Working data ->
/*
 *  Copyright 2025-2026 Colliery Software
 *
 *  Licensed under the Apache License, Version 2.0 (the "License");
 *  you may not use this file except in compliance with the License.
 *  You may obtain a copy of the License at
 *
 *      http://www.apache.org/licenses/LICENSE-2.0
 *
 *  Unless required by applicable law or agreed to in writing, software
 *  distributed under the License is distributed on an "AS IS" BASIS,
 *  WITHOUT WARRANTIES OR CONDITIONS OF ANY KIND, either express or implied.
 *  See the License for the specific language governing permissions and
 *  limitations under the License.
 */

//! Whole-lifecycle scenarios, by hand and through the task runner.

use std::sync::Arc;

use dsar::{is_active, ApprovedContextlist, ContextStatus, RequestStatus, RequestType, TaskKind};
use dsar_testing::{CollectorCall, MemoryCollector, RecordingNotifier, StaticPolicy, TestDatabase};

use crate::fixtures::{collection, Harness, OFFICER, OTHER_OFFICER, SUBJECT};

#[tokio::test]
async fn test_export_request_approved_by_officer() {
    let h = Harness::new().await;

    let request = h
        .registry
        .create_request(SUBJECT, SUBJECT, RequestType::Export, "")
        .await
        .unwrap();
    assert_eq!(request.status, RequestStatus::Pending);
    assert_eq!(h.dal().task_outbox().count_pending().await.unwrap(), 1);

    // Discovery, done by hand.
    h.registry
        .ledger()
        .add_contexts(
            &collection(&[("forum", &[10, 11])]),
            request.id,
            ContextStatus::Pending,
        )
        .await
        .unwrap();
    h.registry
        .update_status(request.id, RequestStatus::AwaitingApproval, None, None)
        .await
        .unwrap();

    let approved = h.registry.approve(OFFICER, request.id).await.unwrap();
    assert_eq!(approved.status, RequestStatus::Approved);
    assert_eq!(approved.dpo_id, Some(OFFICER));

    let contexts = h.registry.ledger().contexts_for_request(request.id).await.unwrap();
    assert_eq!(contexts.len(), 2);
    assert!(contexts.iter().all(|c| c.status == ContextStatus::Approved));

    let process: Vec<_> = h
        .dal()
        .task_outbox()
        .list_for_request(request.id)
        .await
        .unwrap()
        .into_iter()
        .filter(|t| t.kind == TaskKind::Process)
        .collect();
    assert_eq!(process.len(), 1);
    assert_eq!(process[0].payload.request_id, request.id);
    assert_eq!(process[0].payload.export_as, Some(SUBJECT));

    let groups = h.registry.ledger().get_approved_collection(&approved).await.unwrap();
    assert_eq!(
        groups,
        vec![ApprovedContextlist {
            subject_id: SUBJECT,
            component: "forum".to_string(),
            context_ids: vec![10, 11],
        }]
    );
}

#[tokio::test]
async fn test_denied_request_is_final_with_no_side_effects() {
    let h = Harness::new().await;
    let request = h
        .awaiting_approval(RequestType::Delete, &collection(&[("forum", &[10, 11])]))
        .await;
    let outbox_before = h.dal().task_outbox().list_for_request(request.id).await.unwrap();
    let contexts_before = h.registry.ledger().contexts_for_request(request.id).await.unwrap();

    let denied = h.registry.deny(OFFICER, request.id).await.unwrap();

    assert_eq!(denied.status, RequestStatus::Rejected);
    assert_eq!(denied.dpo_id, Some(OFFICER));
    assert!(!is_active(denied.status));
    assert_eq!(
        h.dal().task_outbox().list_for_request(request.id).await.unwrap(),
        outbox_before
    );
    assert_eq!(
        h.registry.ledger().contexts_for_request(request.id).await.unwrap(),
        contexts_before
    );
}

#[tokio::test]
async fn test_erasure_runs_through_the_task_runner() {
    let h = Harness::with_policy(StaticPolicy::protecting([11])).await;
    let forum = Arc::new(MemoryCollector::new("forum").with_contexts(SUBJECT, [10, 11]));
    let assign = Arc::new(MemoryCollector::new("assign").with_contexts(SUBJECT, [3]));
    let runner = h.runner(&[forum.clone(), assign.clone()]);
    let relay = h.relay(Arc::new(runner));

    let request = h
        .registry
        .create_request(SUBJECT, SUBJECT, RequestType::Delete, "forget me")
        .await
        .unwrap();

    assert_eq!(relay.run_once().await.unwrap(), 1);
    let discovered = h.registry.get_request(request.id).await.unwrap();
    assert_eq!(discovered.status, RequestStatus::AwaitingApproval);
    let ids: Vec<_> = h
        .registry
        .ledger()
        .contexts_for_request(request.id)
        .await
        .unwrap()
        .into_iter()
        .map(|c| (c.component, c.context_id))
        .collect();
    assert_eq!(ids, vec![("assign".to_string(), 3), ("forum".to_string(), 10)]);
    assert_eq!(h.notifier.sent_to(OFFICER).len(), 1);
    assert_eq!(h.notifier.sent_to(OTHER_OFFICER).len(), 1);

    h.registry.approve(OFFICER, request.id).await.unwrap();
    assert_eq!(relay.run_once().await.unwrap(), 1);

    let done = h.registry.get_request(request.id).await.unwrap();
    assert_eq!(done.status, RequestStatus::Complete);
    assert_eq!(
        forum.calls(),
        vec![CollectorCall::Erase {
            subject_id: SUBJECT,
            context_ids: vec![10],
        }]
    );
    assert_eq!(forum.contexts_for(SUBJECT), vec![11]);
    assert_eq!(
        assign.calls(),
        vec![CollectorCall::Erase {
            subject_id: SUBJECT,
            context_ids: vec![3],
        }]
    );
    assert_eq!(h.notifier.sent_to(SUBJECT).len(), 1);
    assert_eq!(h.dal().task_outbox().count_pending().await.unwrap(), 0);
}

#[tokio::test]
async fn test_cancelled_request_is_ignored_by_runner() {
    let h = Harness::new().await;
    let forum = Arc::new(MemoryCollector::new("forum").with_contexts(SUBJECT, [10]));
    let relay = h.relay(Arc::new(h.runner(&[forum.clone()])));

    let request = h
        .registry
        .create_request(SUBJECT, SUBJECT, RequestType::Export, "")
        .await
        .unwrap();
    h.registry.cancel_request(SUBJECT, request.id).await.unwrap();

    assert_eq!(relay.run_once().await.unwrap(), 1);

    let after = h.registry.get_request(request.id).await.unwrap();
    assert_eq!(after.status, RequestStatus::Cancelled);
    assert_eq!(
        h.dal().contextlist().count_for_request(request.id).await.unwrap(),
        0
    );
    assert!(h.notifier.sent().is_empty());
}

#[tokio::test]
async fn test_failed_collector_leaves_request_processing_until_retry() {
    let h = Harness::new().await;
    let forum = Arc::new(MemoryCollector::new("forum").with_contexts(SUBJECT, [10, 11]));
    let relay = h.relay(Arc::new(h.runner(&[forum.clone()])));

    let request = h
        .registry
        .create_request(SUBJECT, SUBJECT, RequestType::Export, "")
        .await
        .unwrap();
    assert_eq!(relay.run_once().await.unwrap(), 1);
    h.registry.approve(OFFICER, request.id).await.unwrap();

    forum.set_failing(true);
    assert_eq!(relay.run_once().await.unwrap(), 0);
    assert_eq!(
        h.registry.get_request(request.id).await.unwrap().status,
        RequestStatus::Processing
    );
    let queued = h.dal().task_outbox().list_for_request(request.id).await.unwrap();
    assert_eq!(queued.len(), 1);
    assert_eq!(queued[0].kind, TaskKind::Process);

    forum.set_failing(false);
    assert_eq!(relay.run_once().await.unwrap(), 1);
    assert_eq!(
        h.registry.get_request(request.id).await.unwrap().status,
        RequestStatus::Complete
    );
    assert_eq!(
        forum.calls(),
        vec![CollectorCall::Export {
            subject_id: SUBJECT,
            context_ids: vec![10, 11],
        }]
    );
}

#[tokio::test]
async fn test_missing_collector_blocks_completion() {
    let h = Harness::new().await;
    let relay = h.relay(Arc::new(h.runner(&[])));
    let request = h
        .awaiting_approval(RequestType::Delete, &collection(&[("quiz", &[8])]))
        .await;
    h.registry.approve(OFFICER, request.id).await.unwrap();

    // The initiate task finds the request already past discovery.
    assert_eq!(relay.run_once().await.unwrap(), 1);

    assert_eq!(
        h.registry.get_request(request.id).await.unwrap().status,
        RequestStatus::Processing
    );
    assert_eq!(h.dal().task_outbox().count_pending().await.unwrap(), 1);
}

#[tokio::test]
async fn test_unreachable_officers_do_not_block_discovery() {
    let db = TestDatabase::new().await;
    let h = Harness::build(
        db,
        StaticPolicy::new(),
        RecordingNotifier::new().failing_for(OFFICER),
    );
    let forum = Arc::new(MemoryCollector::new("forum").with_contexts(SUBJECT, [10]));
    let relay = h.relay(Arc::new(h.runner(&[forum])));

    let request = h
        .registry
        .create_request(SUBJECT, SUBJECT, RequestType::Export, "")
        .await
        .unwrap();

    assert_eq!(relay.run_once().await.unwrap(), 1);
    assert_eq!(
        h.registry.get_request(request.id).await.unwrap().status,
        RequestStatus::AwaitingApproval
    );
    assert_eq!(h.notifier.sent_to(OTHER_OFFICER).len(), 1);
}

Exercise objective -> Where in the entries does the word "ContextStatus" occur? Copy out each line that has it.

Response area ->
use dsar::{is_active, ApprovedContextlist, ContextStatus, RequestStatus, RequestType, TaskKind};
            ContextStatus::Pending,
    assert!(contexts.iter().all(|c| c.status == ContextStatus::Approved));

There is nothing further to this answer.